CRA also looks at such things as whether the work you took in another nation is permanent, or whether you signed a term contract.
So the first determining factor of whether or not you are a resident of Canada are the clues you leave about whether or not you plan to come back.
Cutting the ties for tax purposes
So even if you work for a few months outside of Canada, or you leave to attend university in another country, or even if you commute across the border to the United States weekly, you are still a factual resident of Canada. You have not technically cut your ties and left.
On the other hand, if you accepted a full-time job in another country and sold your home in Canada and bought a new home there, you are then an emigrant from Canada and your tax status changes.

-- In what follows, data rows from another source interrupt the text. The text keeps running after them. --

//! Canvas input to `Input.dispatch*` params
//!
//! Canvas coordinates are divided by the screen zoom to land in page pixels.

use serde::{Deserialize, Serialize};
use serde_json::{json, Value};

/// Modifier keys held during an event
#[derive(Debug, Clone, Copy, Default, PartialEq, Eq, Serialize, Deserialize)]
#[serde(rename_all = "camelCase", default)]
pub struct Modifiers {
    pub alt: bool,
    pub ctrl: bool,
    pub meta: bool,
    pub shift: bool,
}

impl Modifiers {
    /// CDP bitmask: alt=1, ctrl=2, meta=4, shift=8
    pub fn bits(&self) -> u32 {
        u32::from(self.alt)
            | u32::from(self.ctrl) << 1
            | u32::from(self.meta) << 2
            | u32::from(self.shift) << 3
    }
}

#[derive(Debug, Clone, Copy, PartialEq, Eq, Serialize, Deserialize)]
#[serde(rename_all = "lowercase")]
pub enum MouseKind {
    #[serde(rename = "mousedown")]
    Down,
    #[serde(rename = "mouseup")]
    Up,
    #[serde(rename = "mousemove")]
    Move,
    Wheel,
    Click,
}

impl MouseKind {
    /// CDP event type. Clicks only matter to inspection and have none.
    pub fn cdp_type(&self) -> Option<&'static str> {
        match self {
            MouseKind::Down => Some("mousePressed"),
            MouseKind::Up => Some("mouseReleased"),
            MouseKind::Move => Some("mouseMoved"),
            MouseKind::Wheel => Some("mouseWheel"),
            MouseKind::Click => None,
        }
    }
}

/// A mouse event on the canvas
#[derive(Debug, Clone, Copy, PartialEq, Serialize, Deserialize)]
#[serde(rename_all = "camelCase")]
pub struct MouseInput {
    #[serde(rename = "type")]
    pub kind: MouseKind,
    /// Position relative to the canvas
    pub offset_x: f64,
    pub offset_y: f64,
    /// Position relative to the document
    #[serde(default)]
    pub client_x: f64,
    #[serde(default)]
    pub client_y: f64,
    /// 0 none, 1 left, 2 middle, 3 right
    #[serde(default)]
    pub which: u8,
    #[serde(default)]
    pub delta_x: f64,
    #[serde(default)]
    pub delta_y: f64,
    #[serde(default)]
    pub modifiers: Modifiers,
}

impl MouseInput {
    pub fn at(kind: MouseKind, x: f64, y: f64) -> Self {
        Self {
            kind,
            offset_x: x,
            offset_y: y,
            client_x: x,
            client_y: y,
            which: 0,
            delta_x: 0.0,
            delta_y: 0.0,
            modifiers: Modifiers::default(),
        }
    }
}

fn button_name(which: u8) -> &'static str {
    match which {
        1 => "left",
        2 => "middle",
        3 => "right",
        _ => "none",
    }
}

/// `Input.dispatchMouseEvent` params, `None` for events the page never sees
pub fn mouse_event_params(input: &MouseInput, screen_zoom: f64) -> Option<Value> {
    let kind = input.kind.cdp_type()?;
    let zoom = if screen_zoom > 0.0 { screen_zoom } else { 1.0 };

    let click_count = match input.kind {
        MouseKind::Down | MouseKind::Up => 1,
        _ => 0,
    };
    let (delta_x, delta_y) = match input.kind {
        MouseKind::Wheel => (input.delta_x / zoom, input.delta_y / zoom),
        _ => (0.0, 0.0),
    };

    Some(json!({
        "type": kind,
        "x": input.offset_x / zoom,
        "y": input.offset_y / zoom,
        "modifiers": input.modifiers.bits(),
        "button": button_name(input.which),
        "clickCount": click_count,
        "deltaX": delta_x,
        "deltaY": delta_y,
    }))
}

#[derive(Debug, Clone, Copy, PartialEq, Eq, Serialize, Deserialize)]
pub enum KeyKind {
    #[serde(rename = "keydown")]
    Down,
    #[serde(rename = "keyup")]
    Up,
    #[serde(rename = "keypress")]
    Press,
}

/// A keyboard event on the focused canvas
#[derive(Debug, Clone, PartialEq, Serialize, Deserialize)]
#[serde(rename_all = "camelCase")]
pub struct KeyInput {
    #[serde(rename = "type")]
    pub kind: KeyKind,
    pub key: String,
    #[serde(default)]
    pub code: String,
    #[serde(default)]
    pub key_code: u32,
    /// Character produced by a keypress
    #[serde(default)]
    pub char_code: Option<u32>,
    #[serde(default)]
    pub modifiers: Modifiers,
}

/// `Input.dispatchKeyEvent` params. Only `char` events carry text.
pub fn key_event_params(input: &KeyInput) -> Value {
    let kind = match input.kind {
        KeyKind::Down => "keyDown",
        KeyKind::Up => "keyUp",
        KeyKind::Press => "char",
    };

    let mut params = json!({
        "type": kind,
        "modifiers": input.modifiers.bits(),
        "code": input.code,
        "key": input.key,
        "windowsVirtualKeyCode": input.key_code,
        "nativeVirtualKeyCode": input.key_code,
        "autoRepeat": false,
        "isKeypad": false,
        "isSystemKey": false,
    });

    if input.kind == KeyKind::Press {
        let text = input
            .char_code
            .and_then(char::from_u32)
            .map(String::from)
            .unwrap_or_else(|| input.key.clone());
        params["unmodifiedText"] = json!(text.to_lowercase());
        params["text"] = json!(text);
    }
    params
}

However, even if you bought a new home in another country but you maintained your home in Canada as well, you would still be a factual resident of Canada. This happens in the case of government employees working outside of their home country, including members of Canada’s Forces posted abroad.

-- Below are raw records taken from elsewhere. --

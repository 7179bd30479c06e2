//! Pending-call arena
//!
//! Every in-flight `send` owns one slot. Ids come from a counter that only moves
//! forward, so an id is never handed out twice even after its slot is freed.
//!
//! ## Memory Layout
//!
//! ```text
//! last_id: 7
//! calls:   { 5 → PendingCall, 7 → PendingCall }
//!            ↑ 6 already settled, its slot is gone
//! ```

use ahash::AHashMap;
use protocol::CallbackId;
use serde_json::Value;
use std::time::{Duration, Instant};
use tokio::sync::oneshot;

use crate::error::CallError;

pub type CallResult = std::result::Result<Value, CallError>;

/// One call waiting for its reply
#[derive(Debug)]
pub struct PendingCall {
    pub method: String,
    pub created: Instant,
    tx: oneshot::Sender<CallResult>,
}

impl PendingCall {
    /// Hand the outcome to whoever awaits the call. A dropped receiver is fine.
    pub fn settle(self, result: CallResult) {
        let _ = self.tx.send(result);
    }

    pub fn age(&self) -> Duration {
        self.created.elapsed()
    }
}

#[derive(Debug, Default)]
pub struct PendingCalls {
    last_id: CallbackId,
    calls: AHashMap<CallbackId, PendingCall>,
}

impl PendingCalls {
    pub fn new() -> Self {
        Self::default()
    }

    /// Reserve the next id for `method`. The first id is 1.
    pub fn allocate(&mut self, method: &str, tx: oneshot::Sender<CallResult>) -> CallbackId {
        self.last_id += 1;
        self.calls.insert(
            self.last_id,
            PendingCall {
                method: method.to_string(),
                created: Instant::now(),
                tx,
            },
        );
        self.last_id
    }

    /// Remove and return the call for `id`. `None` for unknown or settled ids.
    pub fn take(&mut self, id: CallbackId) -> Option<PendingCall> {
        self.calls.remove(&id)
    }

    /// Empty the arena, oldest id first
    pub fn drain(&mut self) -> Vec<(CallbackId, PendingCall)> {
        let mut calls: Vec<_> = self.calls.drain().collect();
        calls.sort_unstable_by_key(|(id, _)| *id);
        calls
    }

    /// Oldest call still waiting, for diagnostics
    pub fn oldest(&self) -> Option<(CallbackId, &PendingCall)> {
        self.calls
            .iter()
            .min_by_key(|(id, _)| **id)
            .map(|(id, call)| (*id, call))
    }

    pub fn last_id(&self) -> CallbackId {
        self.last_id
    }

    pub fn len(&self) -> usize {
        self.calls.len()
    }

    pub fn is_empty(&self) -> bool {
        self.calls.is_empty()
    }
}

You may have moved to Florida and bought a house there, on the other hand, but you come home to your summer cottage in Canada for 183 or more days each year. That means that you remain a resident of Canada.

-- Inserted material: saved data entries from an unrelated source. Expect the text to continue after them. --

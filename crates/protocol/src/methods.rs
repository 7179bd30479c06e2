//! Method names that cross the UI ↔ host boundary.
//!
//! `extension.*` names, `Clipboard.*` and the two history shortcuts are handled by
//! the host itself and never reach the browser. Everything else is CDP.

pub const UPDATE_TITLE: &str = "extension.updateTitle";
pub const WINDOW_OPEN_REQUESTED: &str = "extension.windowOpenRequested";
pub const OPEN_FILE: &str = "extension.openFile";
pub const WINDOW_DIALOG_REQUESTED: &str = "extension.windowDialogRequested";
pub const APP_STATE_CHANGED: &str = "extension.appStateChanged";
pub const APP_CONFIGURATION: &str = "extension.appConfiguration";
pub const VIEWPORT: &str = "extension.viewport";

pub const CLIPBOARD_READ_TEXT: &str = "Clipboard.readText";
pub const CLIPBOARD_WRITE_TEXT: &str = "Clipboard.writeText";
pub const PAGE_GO_FORWARD: &str = "Page.goForward";
pub const PAGE_GO_BACKWARD: &str = "Page.goBackward";

/// Names that are never forwarded to the browser's CDP session.
pub const RESERVED: &[&str] = &[
    UPDATE_TITLE,
    WINDOW_OPEN_REQUESTED,
    OPEN_FILE,
    WINDOW_DIALOG_REQUESTED,
    APP_STATE_CHANGED,
    APP_CONFIGURATION,
    VIEWPORT,
    CLIPBOARD_READ_TEXT,
    CLIPBOARD_WRITE_TEXT,
    PAGE_GO_FORWARD,
    PAGE_GO_BACKWARD,
];

pub fn is_reserved(method: &str) -> bool {
    RESERVED.contains(&method)
}

// CDP commands
pub const PAGE_ENABLE: &str = "Page.enable";
pub const PAGE_NAVIGATE: &str = "Page.navigate";
pub const PAGE_RELOAD: &str = "Page.reload";
pub const PAGE_GET_NAVIGATION_HISTORY: &str = "Page.getNavigationHistory";
pub const PAGE_NAVIGATE_TO_HISTORY_ENTRY: &str = "Page.navigateToHistoryEntry";
pub const PAGE_START_SCREENCAST: &str = "Page.startScreencast";
pub const PAGE_STOP_SCREENCAST: &str = "Page.stopScreencast";
pub const PAGE_SCREENCAST_FRAME_ACK: &str = "Page.screencastFrameAck";
pub const PAGE_SET_DEVICE_METRICS_OVERRIDE: &str = "Page.setDeviceMetricsOverride";
pub const PAGE_HANDLE_JAVASCRIPT_DIALOG: &str = "Page.handleJavaScriptDialog";
pub const INPUT_DISPATCH_MOUSE_EVENT: &str = "Input.dispatchMouseEvent";
pub const INPUT_DISPATCH_KEY_EVENT: &str = "Input.dispatchKeyEvent";
pub const INPUT_INSERT_TEXT: &str = "Input.insertText";
pub const DOM_GET_NODE_FOR_LOCATION: &str = "DOM.getNodeForLocation";
pub const DOM_RESOLVE_NODE: &str = "DOM.resolveNode";
pub const DOM_GET_BOX_MODEL: &str = "DOM.getBoxModel";
pub const RUNTIME_GET_PROPERTIES: &str = "Runtime.getProperties";
pub const NETWORK_SET_USER_AGENT_OVERRIDE: &str = "Network.setUserAgentOverride";

// CDP events
pub const FRAME_NAVIGATED: &str = "Page.frameNavigated";
pub const NAVIGATED_WITHIN_DOCUMENT: &str = "Page.navigatedWithinDocument";
pub const LOAD_EVENT_FIRED: &str = "Page.loadEventFired";
pub const SCREENCAST_FRAME: &str = "Page.screencastFrame";
pub const JAVASCRIPT_DIALOG_OPENING: &str = "Page.javascriptDialogOpening";
pub const WINDOW_OPEN: &str = "Page.windowOpen";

If you cut your ties with Canada and did not stay here for 183 days or more in a taxation year, you may be considered a non-resident.
For taxation issues, this is important to be sure.
If you want to verify if you qualify as a non-resident for tax return purposes, ask for form NR73 if you recently left Canada, or NR74 if you recently came back to Canada to clarify where you stand.
Certified professional bookkeeper and certified tax specialist Elena Ivanova is managing director of Piligrim Accounting Inc., a national accounting and tax preparation service based in Richmond Hill, Ont. You can reach her at firstname.lastname@example.org.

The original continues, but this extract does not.